When we looked at a one bit program being written, we saw the need to find a mapping between the problem domain and the system semantics that fulfil the desire. Obviously, the less rich the possible set of mappings is, the easier it will be to find a useful one, assuming it exists. Any given problem domain will have its own inherent complexity, and every instance of a problem within it will have its own unique complexities. When we have a problem, however, it is what it is. We can rarely change its definition to control its complexity (although sometimes it is both possible and desirable, and thus A Good Thing). So in search of leverage, the most effective way to get the job done, all we can play with are the system semantics.

At one end of this spectrum is the COTS product. Load it, run it, the job is done. At the other is the processor's instruction set, which allows us to organize any behaviour the hardware is physically capable of. Between these extremes are a variety of layered semantics that simplify the mapping by restricting the semantics.
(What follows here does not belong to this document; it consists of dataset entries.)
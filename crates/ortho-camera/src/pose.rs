use glam::{DMat3, DVec3};

use crate::error::CameraError;

/// Tolerance for the orthonormality check on rotation matrices.
const ORTHONORMAL_TOLERANCE: f64 = 1e-8;

/// Exterior pose of a camera: world position and orientation.
///
/// The stored rotation maps camera-frame directions to world directions.
/// The camera frame is right-handed with +z along the optical axis, +x to
/// the right and +y down the image, so at zero Euler angles the camera
/// points at nadir with image rows increasing southward.
#[derive(Clone, Copy, Debug)]
pub struct CameraPose {
    position: DVec3,
    cam_to_world: DMat3,
    world_to_cam: DMat3,
}

/// Axis flip mapping the photogrammetric (PATB) camera axes onto the
/// computer-vision convention used here.
fn axis_flip() -> DMat3 {
    DMat3::from_diagonal(DVec3::new(1.0, -1.0, -1.0))
}

impl CameraPose {
    /// Create a pose from a camera-to-world rotation matrix.
    ///
    /// # Errors
    ///
    /// Returns an error if the matrix is not orthonormal with positive
    /// determinant.
    pub fn from_rotation(position: DVec3, cam_to_world: DMat3) -> Result<Self, CameraError> {
        let gram = cam_to_world * cam_to_world.transpose();
        if !gram.abs_diff_eq(DMat3::IDENTITY, ORTHONORMAL_TOLERANCE)
            || (cam_to_world.determinant() - 1.0).abs() > ORTHONORMAL_TOLERANCE
        {
            return Err(CameraError::NonOrthonormalRotation);
        }
        Ok(Self {
            position,
            cam_to_world,
            world_to_cam: cam_to_world.transpose(),
        })
    }

    /// Create a pose from omega, phi, kappa angles in radians.
    ///
    /// Angles follow the photogrammetric convention `R = Rx(omega) *
    /// Ry(phi) * Rz(kappa)`; zero angles place the optical axis at nadir.
    pub fn from_omega_phi_kappa(
        position: DVec3,
        omega: f64,
        phi: f64,
        kappa: f64,
    ) -> Result<Self, CameraError> {
        let rotation = DMat3::from_rotation_x(omega)
            * DMat3::from_rotation_y(phi)
            * DMat3::from_rotation_z(kappa)
            * axis_flip();
        Self::from_rotation(position, rotation)
    }

    /// Create a pose from roll, pitch, yaw angles in radians.
    ///
    /// Composed as `Rz(yaw) * Ry(pitch) * Rx(roll)` about the world axes,
    /// then aligned to the nadir-at-zero camera convention. Converting
    /// navigation-frame angles into this world frame is the ingestion
    /// layer's job.
    pub fn from_roll_pitch_yaw(
        position: DVec3,
        roll: f64,
        pitch: f64,
        yaw: f64,
    ) -> Result<Self, CameraError> {
        let rotation = DMat3::from_rotation_z(yaw)
            * DMat3::from_rotation_y(pitch)
            * DMat3::from_rotation_x(roll)
            * axis_flip();
        Self::from_rotation(position, rotation)
    }

    /// The camera position in world coordinates.
    pub fn position(&self) -> DVec3 {
        self.position
    }

    /// The camera-to-world rotation.
    pub fn rotation(&self) -> DMat3 {
        self.cam_to_world
    }

    /// Transform a world point into the camera frame.
    #[inline]
    pub fn world_to_camera(&self, point: DVec3) -> DVec3 {
        self.world_to_cam * (point - self.position)
    }

    /// Transform a camera-frame point into the world frame.
    #[inline]
    pub fn camera_to_world(&self, point: DVec3) -> DVec3 {
        self.cam_to_world * point + self.position
    }

    /// Turn a camera-frame ray direction into a world ray.
    ///
    /// # Returns
    ///
    /// The ray origin (the camera position) and the rotated direction.
    #[inline]
    pub fn camera_ray_to_world(&self, direction: DVec3) -> (DVec3, DVec3) {
        (self.position, self.cam_to_world * direction)
    }
}

#[cfg(test)]
mod tests {
    use super::*;
    use approx::assert_relative_eq;

    #[test]
    fn zero_angles_point_nadir() -> Result<(), CameraError> {
        let pose = CameraPose::from_omega_phi_kappa(DVec3::new(10.0, 20.0, 100.0), 0.0, 0.0, 0.0)?;

        let (origin, dir) = pose.camera_ray_to_world(DVec3::Z);
        assert_eq!(origin, DVec3::new(10.0, 20.0, 100.0));
        assert_relative_eq!(dir.x, 0.0, epsilon = 1e-12);
        assert_relative_eq!(dir.y, 0.0, epsilon = 1e-12);
        assert_relative_eq!(dir.z, -1.0, epsilon = 1e-12);
        Ok(())
    }

    #[test]
    fn world_camera_round_trip() -> Result<(), CameraError> {
        let pose = CameraPose::from_omega_phi_kappa(
            DVec3::new(-5.0, 3.0, 50.0),
            0.1,
            -0.2,
            1.3,
        )?;

        let p = DVec3::new(12.0, -7.0, 2.0);
        let back = pose.camera_to_world(pose.world_to_camera(p));

        assert_relative_eq!(back.x, p.x, epsilon = 1e-9);
        assert_relative_eq!(back.y, p.y, epsilon = 1e-9);
        assert_relative_eq!(back.z, p.z, epsilon = 1e-9);
        Ok(())
    }

    #[test]
    fn ground_point_in_front_has_positive_depth() -> Result<(), CameraError> {
        let pose = CameraPose::from_omega_phi_kappa(DVec3::new(0.0, 0.0, 100.0), 0.0, 0.0, 0.0)?;
        let p_cam = pose.world_to_camera(DVec3::new(0.0, 0.0, 0.0));
        assert_relative_eq!(p_cam.z, 100.0, epsilon = 1e-12);
        Ok(())
    }

    #[test]
    fn rejects_non_orthonormal() {
        let scaled = DMat3::from_diagonal(DVec3::new(2.0, 1.0, 1.0));
        assert_eq!(
            CameraPose::from_rotation(DVec3::ZERO, scaled).unwrap_err(),
            CameraError::NonOrthonormalRotation
        );

        let reflection = DMat3::from_diagonal(DVec3::new(1.0, 1.0, -1.0));
        assert_eq!(
            CameraPose::from_rotation(DVec3::ZERO, reflection).unwrap_err(),
            CameraError::NonOrthonormalRotation
        );
    }
}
In these terms, a language is any kitbag of semantics. C is a language, but so is Excel and so are GUI builders. The kitbag sits there but doesn't give you any clue how to use its contents. Languages are specialized by problem domain to offer greater chances of achieving simpler mappings to any given problem within the chosen domain. To decide if one wishes to make a choice of one semantics (language) over another, the criterion is usually to ask which requires the simpler mapping (the simpler program) to get the job done. Beyond the most trivial cases, this requires familiarity with both kits in use.

Although we can get a clear understanding of what a language is, a methodology is harder to pin down in these terms. We suggest that the reason for this is that the idea of a `methodology', as it is commonly encountered, includes the default assumption that it is a procedural approach to solving programming problems, and we know there is no such thing. What we can describe instead, for now, is something slightly different - an approach.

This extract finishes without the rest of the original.